A jak zmieniła się reklama? Prawie wcale. Od prehistorii nie zmieniło się prawie nic: jedynie pismo klinowe zamieniliśmy na klawiatury. Na pewno to wydajniejsze i szybsze, ale przyznaj – cały czas to artykuły czytane w sieci mają na nas największy wpływ. Nie sto godzin głupkowatych filmów animowanych o kotach obejrzanych na YouTube, ale właśnie jakiś jeden czy drugi artykuł przeczytany w sieci. Filmy, grafika: jasne, w końcu to urozmaica przekaz, ale urozmaica go dokładnie tak samo jak ryciny w średniowiecznych księgach – to tylko dodatek do treści. Problem polega na tym, ze rozwój przedsiębiorczości wymusił inną zmianę: tej treści musi być coraz więcej i więcej, a na dodatek musi być ona coraz doskonalsza. Rozwój przedsiębiorczości i information highway to jedno i to samo.
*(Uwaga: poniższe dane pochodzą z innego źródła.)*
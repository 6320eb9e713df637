use serde::{Deserialize, Serialize};

use crate::error::{CoreError, Result};

/// A cataloged recipe, either entered manually or imported from the
/// external catalog.
///
/// Imported recipes start as stubs (`external_id` set, `ingredients` and
/// `calories` null) and are filled in later by enrichment.
#[derive(Debug, Clone, Serialize)]
pub struct Recipe {
    pub id: i64,
    pub user_id: i64,
    pub name: String,
    #[serde(skip_serializing_if = "Option::is_none")]
    pub ingredients: Option<String>,
    #[serde(skip_serializing_if = "Option::is_none")]
    pub calories: Option<i64>,
    #[serde(skip_serializing_if = "Option::is_none")]
    pub category: Option<String>,
    pub vegetarian: bool,
    #[serde(skip_serializing_if = "Option::is_none")]
    pub external_id: Option<String>,
    #[serde(skip_serializing_if = "Option::is_none")]
    pub image_url: Option<String>,
    pub created_at: String,
}

impl Recipe {
    /// True when this recipe was imported from the catalog and has not
    /// been enriched yet.
    #[must_use]
    pub fn is_stub(&self) -> bool {
        self.external_id.is_some() && self.ingredients.is_none() && self.calories.is_none()
    }
}

/// Input for a manually entered recipe. All fields are required.
#[derive(Debug, Clone)]
pub struct NewRecipe {
    pub name: String,
    pub ingredients: String,
    pub calories: i64,
    pub category: String,
    pub vegetarian: bool,
}

/// Input for a recipe saved from catalog search results.
#[derive(Debug, Clone)]
pub struct RecipeStub {
    pub external_id: String,
    pub title: String,
    pub image_url: Option<String>,
}

pub fn validate_new_recipe(recipe: &NewRecipe) -> Result<()> {
    if recipe.name.trim().is_empty() {
        return Err(CoreError::validation("name", "must not be empty"));
    }
    if recipe.ingredients.trim().is_empty() {
        return Err(CoreError::validation("ingredients", "must not be empty"));
    }
    if recipe.calories <= 0 {
        return Err(CoreError::validation("calories", "must be greater than 0"));
    }
    if recipe.category.trim().is_empty() {
        return Err(CoreError::validation("category", "must not be empty"));
    }
    Ok(())
}

pub fn validate_recipe_stub(stub: &RecipeStub) -> Result<()> {
    if stub.external_id.trim().is_empty() {
        return Err(CoreError::validation("external_id", "must not be empty"));
    }
    if stub.title.trim().is_empty() {
        return Err(CoreError::validation("title", "must not be empty"));
    }
    Ok(())
}

/// Day of the week for a meal plan slot. Stored as 0 (Monday) to 6 (Sunday).
#[derive(Debug, Clone, Copy, PartialEq, Eq, PartialOrd, Ord, Serialize, Deserialize)]
#[serde(rename_all = "lowercase")]
pub enum DayOfWeek {
    Monday,
    Tuesday,
    Wednesday,
    Thursday,
    Friday,
    Saturday,
    Sunday,
}

impl DayOfWeek {
    pub const ALL: [Self; 7] = [
        Self::Monday,
        Self::Tuesday,
        Self::Wednesday,
        Self::Thursday,
        Self::Friday,
        Self::Saturday,
        Self::Sunday,
    ];

    #[must_use]
    pub fn as_i64(self) -> i64 {
        self as i64
    }

    pub fn from_i64(value: i64) -> Result<Self> {
        usize::try_from(value)
            .ok()
            .and_then(|i| Self::ALL.get(i).copied())
            .ok_or_else(|| {
                CoreError::validation("day_of_week", format!("must be 0-6, got {value}"))
            })
    }

    #[must_use]
    pub fn as_str(self) -> &'static str {
        match self {
            Self::Monday => "monday",
            Self::Tuesday => "tuesday",
            Self::Wednesday => "wednesday",
            Self::Thursday => "thursday",
            Self::Friday => "friday",
            Self::Saturday => "saturday",
            Self::Sunday => "sunday",
        }
    }
}

impl std::str::FromStr for DayOfWeek {
    type Err = CoreError;

    fn from_str(s: &str) -> Result<Self> {
        let lower = s.trim().to_lowercase();
        // Accepts full names and three-letter abbreviations.
        Self::ALL
            .into_iter()
            .find(|d| d.as_str() == lower || d.as_str()[..3] == lower)
            .ok_or_else(|| CoreError::validation("day_of_week", format!("unknown day '{s}'")))
    }
}

impl std::fmt::Display for DayOfWeek {
    fn fmt(&self, f: &mut std::fmt::Formatter<'_>) -> std::fmt::Result {
        f.write_str(self.as_str())
    }
}

/// Meal slot within a day. Variant order is chronological and drives
/// plan listing order.
#[derive(Debug, Clone, Copy, PartialEq, Eq, PartialOrd, Ord, Serialize, Deserialize)]
#[serde(rename_all = "lowercase")]
pub enum MealType {
    Breakfast,
    Lunch,
    Dinner,
    Snack,
}

impl MealType {
    pub const ALL: [Self; 4] = [Self::Breakfast, Self::Lunch, Self::Dinner, Self::Snack];

    #[must_use]
    pub fn as_str(self) -> &'static str {
        match self {
            Self::Breakfast => "breakfast",
            Self::Lunch => "lunch",
            Self::Dinner => "dinner",
            Self::Snack => "snack",
        }
    }

    /// Rank used for chronological ordering in SQL.
    #[must_use]
    pub fn rank(self) -> i64 {
        self as i64
    }
}

impl std::str::FromStr for MealType {
    type Err = CoreError;

    fn from_str(s: &str) -> Result<Self> {
        let lower = s.trim().to_lowercase();
        Self::ALL
            .into_iter()
            .find(|m| m.as_str() == lower)
            .ok_or_else(|| {
                CoreError::validation(
                    "meal_type",
                    format!(
                        "unknown meal type '{s}'. Must be one of: breakfast, lunch, dinner, snack"
                    ),
                )
            })
    }
}

impl std::fmt::Display for MealType {
    fn fmt(&self, f: &mut std::fmt::Formatter<'_>) -> std::fmt::Result {
        f.write_str(self.as_str())
    }
}

/// A scheduled meal: one recipe in one (day, meal) slot of the weekly plan.
#[derive(Debug, Clone, Serialize)]
pub struct MealPlanEntry {
    pub id: i64,
    pub user_id: i64,
    pub recipe_id: i64,
    pub day_of_week: DayOfWeek,
    pub meal_type: MealType,
    pub created_at: String,
    // Joined field for display
    #[serde(skip_serializing_if = "Option::is_none")]
    pub recipe_name: Option<String>,
}

#[derive(Debug, Clone)]
pub struct NewMealPlanEntry {
    pub recipe_id: i64,
    pub day_of_week: DayOfWeek,
    pub meal_type: MealType,
}

#[derive(Debug, Clone, Default)]
pub struct UpdateMealPlanEntry {
    pub recipe_id: Option<i64>,
    pub day_of_week: Option<DayOfWeek>,
    pub meal_type: Option<MealType>,
}

/// Normalized catalog search hit.
#[derive(Debug, Clone, Serialize)]
pub struct RecipeSummary {
    pub external_id: String,
    pub title: String,
    #[serde(skip_serializing_if = "Option::is_none")]
    pub image_url: Option<String>,
}

/// Normalized catalog detail record used for enrichment.
#[derive(Debug, Clone, Default)]
pub struct RecipeDetails {
    pub nutrients: Vec<crate::spoonacular::Nutrient>,
    pub ingredient_lines: Vec<String>,
}

#[cfg(test)]
mod tests {
    use super::*;
    use std::str::FromStr;

    fn manual_recipe() -> NewRecipe {
        NewRecipe {
            name: "Lentil Soup".to_string(),
            ingredients: "1 cup lentils\n2 carrots".to_string(),
            calories: 320,
            category: "Soup".to_string(),
            vegetarian: true,
        }
    }

    #[test]
    fn test_validate_new_recipe_valid() {
        assert!(validate_new_recipe(&manual_recipe()).is_ok());
    }

    #[test]
    fn test_validate_new_recipe_blank_name() {
        let mut r = manual_recipe();
        r.name = "   ".to_string();
        assert!(validate_new_recipe(&r).is_err());
    }

    #[test]
    fn test_validate_new_recipe_blank_ingredients() {
        let mut r = manual_recipe();
        r.ingredients = String::new();
        assert!(validate_new_recipe(&r).is_err());
    }

    #[test]
    fn test_validate_new_recipe_zero_calories() {
        let mut r = manual_recipe();
        r.calories = 0;
        assert!(validate_new_recipe(&r).is_err());
    }

    #[test]
    fn test_validate_new_recipe_negative_calories() {
        let mut r = manual_recipe();
        r.calories = -200;
        assert!(validate_new_recipe(&r).is_err());
    }

    #[test]
    fn test_validate_new_recipe_blank_category() {
        let mut r = manual_recipe();
        r.category = " ".to_string();
        assert!(validate_new_recipe(&r).is_err());
    }

    #[test]
    fn test_validate_recipe_stub() {
        let stub = RecipeStub {
            external_id: "99".to_string(),
            title: "Soup".to_string(),
            image_url: None,
        };
        assert!(validate_recipe_stub(&stub).is_ok());

        let mut no_id = stub.clone();
        no_id.external_id = String::new();
        assert!(validate_recipe_stub(&no_id).is_err());

        let mut no_title = stub;
        no_title.title = "  ".to_string();
        assert!(validate_recipe_stub(&no_title).is_err());
    }

    #[test]
    fn test_day_of_week_roundtrip() {
        for (i, day) in DayOfWeek::ALL.into_iter().enumerate() {
            assert_eq!(day.as_i64(), i as i64);
            assert_eq!(DayOfWeek::from_i64(i as i64).unwrap(), day);
        }
        assert!(DayOfWeek::from_i64(7).is_err());
        assert!(DayOfWeek::from_i64(-1).is_err());
    }

    #[test]
    fn test_day_of_week_from_str() {
        assert_eq!(DayOfWeek::from_str("monday").unwrap(), DayOfWeek::Monday);
        assert_eq!(DayOfWeek::from_str("Wed").unwrap(), DayOfWeek::Wednesday);
        assert_eq!(DayOfWeek::from_str("SUN").unwrap(), DayOfWeek::Sunday);
        assert!(DayOfWeek::from_str("someday").is_err());
    }

    #[test]
    fn test_meal_type_from_str() {
        assert_eq!(MealType::from_str("breakfast").unwrap(), MealType::Breakfast);
        assert_eq!(MealType::from_str("Dinner").unwrap(), MealType::Dinner);
        assert!(MealType::from_str("brunch").is_err());
    }

    #[test]
    fn test_meal_type_rank_is_chronological() {
        assert!(MealType::Breakfast.rank() < MealType::Lunch.rank());
        assert!(MealType::Lunch.rank() < MealType::Dinner.rank());
        assert!(MealType::Dinner.rank() < MealType::Snack.rank());
    }

    #[test]
    fn test_recipe_is_stub() {
        let recipe = Recipe {
            id: 1,
            user_id: 1,
            name: "Soup".to_string(),
            ingredients: None,
            calories: None,
            category: None,
            vegetarian: false,
            external_id: Some("99".to_string()),
            image_url: Some("x.jpg".to_string()),
            created_at: String::new(),
        };
        assert!(recipe.is_stub());

        let mut enriched = recipe;
        enriched.calories = Some(210);
        assert!(!enriched.is_stub());
    }
}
Musisz się reklamować tekstem, bo to jest skuteczne, ale za to tekstem idealnym, ponieważ informacji jest tak wiele, że jeśli nie stworzysz najlepszego tekstu sprzedażowego, to konkurent podbierze ci klienta. Pytanie tylko, czy to dobry objaw, czy zły. Umiejętność pisania tylko wydaje się powszechna. Czy umiesz złożyć słowa tak, aby były czymś więcej niż strategią rozwoju? Czy potrafisz wywołać czyjś uśmiech, radość albo chęć posiadania produktu? A może skupiasz się na emocjach negatywnych? Czy odnosisz wtedy sukces?

Rozwój przedsiębiorczości to więcej, niż tylko kwestia liczb, walut i rozwoju usług biznesowych. To także kwestia mentalności, podejścia do życia i biznesu w szczególności. A gdzie ty się w tym wszystkim znajdujesz?